Over the past few decades, IMF’s recommended policy changes, reforms and conditions generally follow the following agenda: subsidy cuts, loosening up rules for FDI, cap growth rate (GDP), depreciation of currency, privatization of state-owned enterprises, and reduced corporate taxes, while widen tax net and ensure more tax collection and etc.
While the IMF and its advocates argue that its programs and policies prevent a more severe crisis, opponents say they are designed to make countries more dependent on the IMF and end up leaving populations poorer. Considering the fact that Pakistan has gone to the IMF 21 times since independence of 7 decades, it’s easy to see why the latter camp might have a fair case.
For Pakistan the IMF program is also important because it gives Pakistan’s economic system a kind of legitimacy and a stamp on which the World Bank, Asian Development Bank and other foreign donors can open their gates of generosity. These agencies can lend money to Pakistan in order for it to pursue its development agenda, which is fundamental to the government’s long term survival.
Current IMF Programme
It will 22nd programme. But, it will be in very different in nature as compared to all previous 21 programmes, where Pakistan was very close non-NATO ally of USA. Pakistan was on the right side of US, partner in Cold War Era, Front Line State in War on Terror. But today the situation may be rather different, as after Abbottabad Incident and Salala Incident in 2011, Western World has almost written-off Pakistan. USA has signed Major Defense Partner (MDP) agreement with India. USA has created Indo-Pacific Alliance with India, Japan and Australia, to counter China. USA has assigned a role in Afghanistan to India to replace Pakistan.

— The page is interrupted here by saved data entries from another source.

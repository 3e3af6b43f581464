use super::{GatewayError, GatewayResult};
use crate::models::{DocumentId, Topic, TopicDocument};
use serde::{Deserialize, Serialize};
use serde_json::{json, Map, Value};

/// Firestore REST document envelope.
#[derive(Serialize, Deserialize, Clone, Debug, Default)]
pub(super) struct RestDocument {
    #[serde(default, skip_serializing_if = "Option::is_none")]
    pub name: Option<String>,
    #[serde(default)]
    pub fields: Map<String, Value>,
}

#[derive(Deserialize, Clone, Debug, Default)]
#[serde(rename_all = "camelCase")]
pub(super) struct ListDocumentsResponse {
    #[serde(default)]
    pub documents: Vec<RestDocument>,
    #[serde(default)]
    pub next_page_token: Option<String>,
}

/// Last segment of a full resource name.
pub(super) fn id_from_name(name: &str) -> Option<DocumentId> {
    name.rsplit('/').next().and_then(DocumentId::new)
}

pub(super) fn encode_document(doc: &TopicDocument) -> GatewayResult<RestDocument> {
    let plain = serde_json::to_value(doc).map_err(GatewayError::parse)?;
    let Value::Object(obj) = plain else {
        return Err(GatewayError::parse("topic did not serialize to an object"));
    };

    Ok(RestDocument {
        name: None,
        fields: obj.into_iter().map(|(k, v)| (k, to_typed(v))).collect(),
    })
}

pub(super) fn decode_document(doc: RestDocument) -> GatewayResult<Topic> {
    let id = doc
        .name
        .as_deref()
        .and_then(id_from_name)
        .ok_or_else(|| GatewayError::parse("document without a name"))?;

    let plain = Value::Object(fields_to_plain(doc.fields));
    let body: TopicDocument = serde_json::from_value(plain)
        .map_err(|e| GatewayError::parse(format!("document {id}: {e}")))?;

    Ok(Topic { id, doc: body })
}

fn to_typed(v: Value) -> Value {
    match v {
        Value::Null => json!({ "nullValue": null }),
        Value::Bool(b) => json!({ "booleanValue": b }),
        Value::Number(n) if n.is_i64() || n.is_u64() => json!({ "integerValue": n.to_string() }),
        Value::Number(n) => json!({ "doubleValue": n }),
        Value::String(s) => json!({ "stringValue": s }),
        Value::Array(items) => {
            json!({ "arrayValue": { "values": items.into_iter().map(to_typed).collect::<Vec<_>>() } })
        }
        Value::Object(obj) => {
            let fields: Map<String, Value> =
                obj.into_iter().map(|(k, v)| (k, to_typed(v))).collect();
            json!({ "mapValue": { "fields": fields } })
        }
    }
}

fn fields_to_plain(fields: Map<String, Value>) -> Map<String, Value> {
    fields
        .into_iter()
        .filter_map(|(k, v)| to_plain(v).map(|v| (k, v)))
        .collect()
}

/// Converts a typed value back to plain JSON.
///
/// Every topic field is a string, so numeric and boolean scalars are rendered
/// as strings (a year typed in as a number still reads back). Nulls become
/// absent fields and fall back to the document defaults.
fn to_plain(v: Value) -> Option<Value> {
    let Value::Object(mut obj) = v else {
        return None;
    };

    if let Some(s) = obj.remove("stringValue") {
        return Some(s);
    }
    if let Some(Value::String(s)) = obj.remove("integerValue") {
        return Some(Value::String(s));
    }
    if let Some(d) = obj.remove("doubleValue") {
        return Some(Value::String(d.to_string()));
    }
    if let Some(b) = obj.remove("booleanValue") {
        return Some(Value::String(b.to_string()));
    }
    if let Some(t) = obj.remove("timestampValue") {
        return Some(t);
    }
    if let Some(arr) = obj.remove("arrayValue") {
        let values = arr
            .get("values")
            .and_then(|v| v.as_array())
            .cloned()
            .unwrap_or_default();
        return Some(Value::Array(values.into_iter().filter_map(to_plain).collect()));
    }
    if let Some(map) = obj.remove("mapValue") {
        let fields = map
            .get("fields")
            .and_then(|v| v.as_object())
            .cloned()
            .unwrap_or_default();
        return Some(Value::Object(fields_to_plain(fields)));
    }

    None
}

#[cfg(test)]
mod tests {
    use super::*;
    use crate::models::{Question, Section};

    fn rest_doc(value: Value) -> RestDocument {
        serde_json::from_value(value).expect("valid rest document")
    }

    #[test]
    fn test_encode_produces_typed_fields() {
        let doc = TopicDocument {
            title: "Polity Basics".to_string(),
            section: Section::MainsGs1,
            trend: "Asked every year".to_string(),
            study_link: String::new(),
            questions: vec![Question {
                q: "Explain federalism".to_string(),
                year: "2023".to_string(),
                solution: "Dual polity".to_string(),
            }],
        };

        let rest = encode_document(&doc).expect("should encode");
        assert!(rest.name.is_none());
        assert_eq!(rest.fields["title"]["stringValue"], "Polity Basics");
        assert_eq!(rest.fields["section"]["stringValue"], "mains-gs1");
        assert_eq!(rest.fields["studyLink"]["stringValue"], "");
        let first = &rest.fields["questions"]["arrayValue"]["values"][0];
        assert_eq!(first["mapValue"]["fields"]["year"]["stringValue"], "2023");

        let body = serde_json::to_value(&rest).expect("should serialize");
        assert!(body.get("name").is_none());
        assert!(body["fields"].get("id").is_none());
    }

    #[test]
    fn test_decode_reads_id_from_name_and_fields() {
        let rest = rest_doc(json!({
            "name": "projects/p/databases/(default)/documents/artifacts/bpsc-vault-v3/public/data/topics/abc123",
            "fields": {
                "title": { "stringValue": "Geography" },
                "section": { "stringValue": "optional" },
                "questions": { "arrayValue": { "values": [
                    { "mapValue": { "fields": {
                        "q": { "stringValue": "Monsoon origin?" },
                        "year": { "integerValue": "2019" }
                    } } }
                ] } }
            },
            "createTime": "2024-01-01T00:00:00Z"
        }));

        let topic = decode_document(rest).expect("should decode");
        assert_eq!(topic.id.as_str(), "abc123");
        assert_eq!(topic.doc.section, Section::Optional);
        assert_eq!(topic.doc.questions.len(), 1);
        assert_eq!(topic.doc.questions[0].year, "2019");
        assert_eq!(topic.doc.questions[0].solution, "");
        assert_eq!(topic.doc.trend, "");
    }

    #[test]
    fn test_decode_treats_missing_questions_and_nulls_as_empty() {
        let rest = rest_doc(json!({
            "name": "x/topics/t1",
            "fields": {
                "title": { "stringValue": "Essay prompts" },
                "section": { "stringValue": "mains-essay" },
                "trend": { "nullValue": null },
                "questions": { "arrayValue": {} }
            }
        }));

        let topic = decode_document(rest).expect("should decode");
        assert!(topic.doc.questions.is_empty());
        assert_eq!(topic.doc.trend, "");
    }

    #[test]
    fn test_decode_rejects_unknown_section() {
        let rest = rest_doc(json!({
            "name": "x/topics/t2",
            "fields": { "section": { "stringValue": "mains-gs9" } }
        }));
        let err = decode_document(rest).expect_err("unknown section");
        assert_eq!(err.kind, super::super::ErrorKind::Parse);
        assert!(err.message.contains("t2"));
    }

    #[test]
    fn test_decode_rejects_missing_section() {
        let rest = rest_doc(json!({
            "name": "x/topics/t3",
            "fields": { "title": { "stringValue": "Untagged" } }
        }));
        let err = decode_document(rest).expect_err("missing section");
        assert_eq!(err.kind, super::super::ErrorKind::Parse);
        assert!(err.message.contains("t3"));
    }

    #[test]
    fn test_decode_requires_a_name() {
        let rest = rest_doc(json!({ "fields": {} }));
        assert!(decode_document(rest).is_err());
    }

    #[test]
    fn test_list_response_tolerates_empty_collection() {
        let parsed: ListDocumentsResponse =
            serde_json::from_value(json!({})).expect("empty list parses");
        assert!(parsed.documents.is_empty());
        assert!(parsed.next_page_token.is_none());
    }
}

While Pakistan is founding member of BRI and bearers of flagship project CPEC under BRI. There was tweet from President Trump and statement from Secretary of State Mr. Pompeo, warning that IMF money may not be given to China or CPEC or BRI. IMF is sure under the influence of USA. Some of IMF’s negotiations were focused on transparency of CPEC or much more beyond the CPEC, but Pak-China cooperation in all fields.
Appointment of Finance Advisor with status of Minister, a close associate of World Bank, and nominate of IMF for the post of Governor State Bank, are rather alarming as the influence of IFIs in domestic affairs of Pakistan. It will have sever political implication on Pakistan.
Possible Impact of IMF programme
Pakistan has accepted all three conditions of IMF as:
- Market based Exchange rate: The immediate impact of decision to approach IMF, is the devaluation of Pakistani Rupees. By depreciating only one rupee to US dollar, our foreign debt increases 95 billion rupees. Usually IMF demand major depreciation but all governments understands the implications of sharp devaluation, always try to bargain with IMF to the best of their capacity. I am sure, Government of Pakistan will also negotiate and get the best bargain. The recent example of Egypt, where its currency was devalued by 48% and price hike witnessed 110%.
- Removal of subsidies: Especially the agriculture and food products will become beyond the reach of common man. It may widen the gap between the poor and rich. More and more people may fall under poverty line, against the MDGs.
- Increase in Tax collection: Taxes burden will make common man’s life even more difficult.
Price escalation, cost of living, reduced jobs, etc. may create new chaos in the society and may create unrest leading to political instability. Pakistan may face even more serious challenges in the days to come.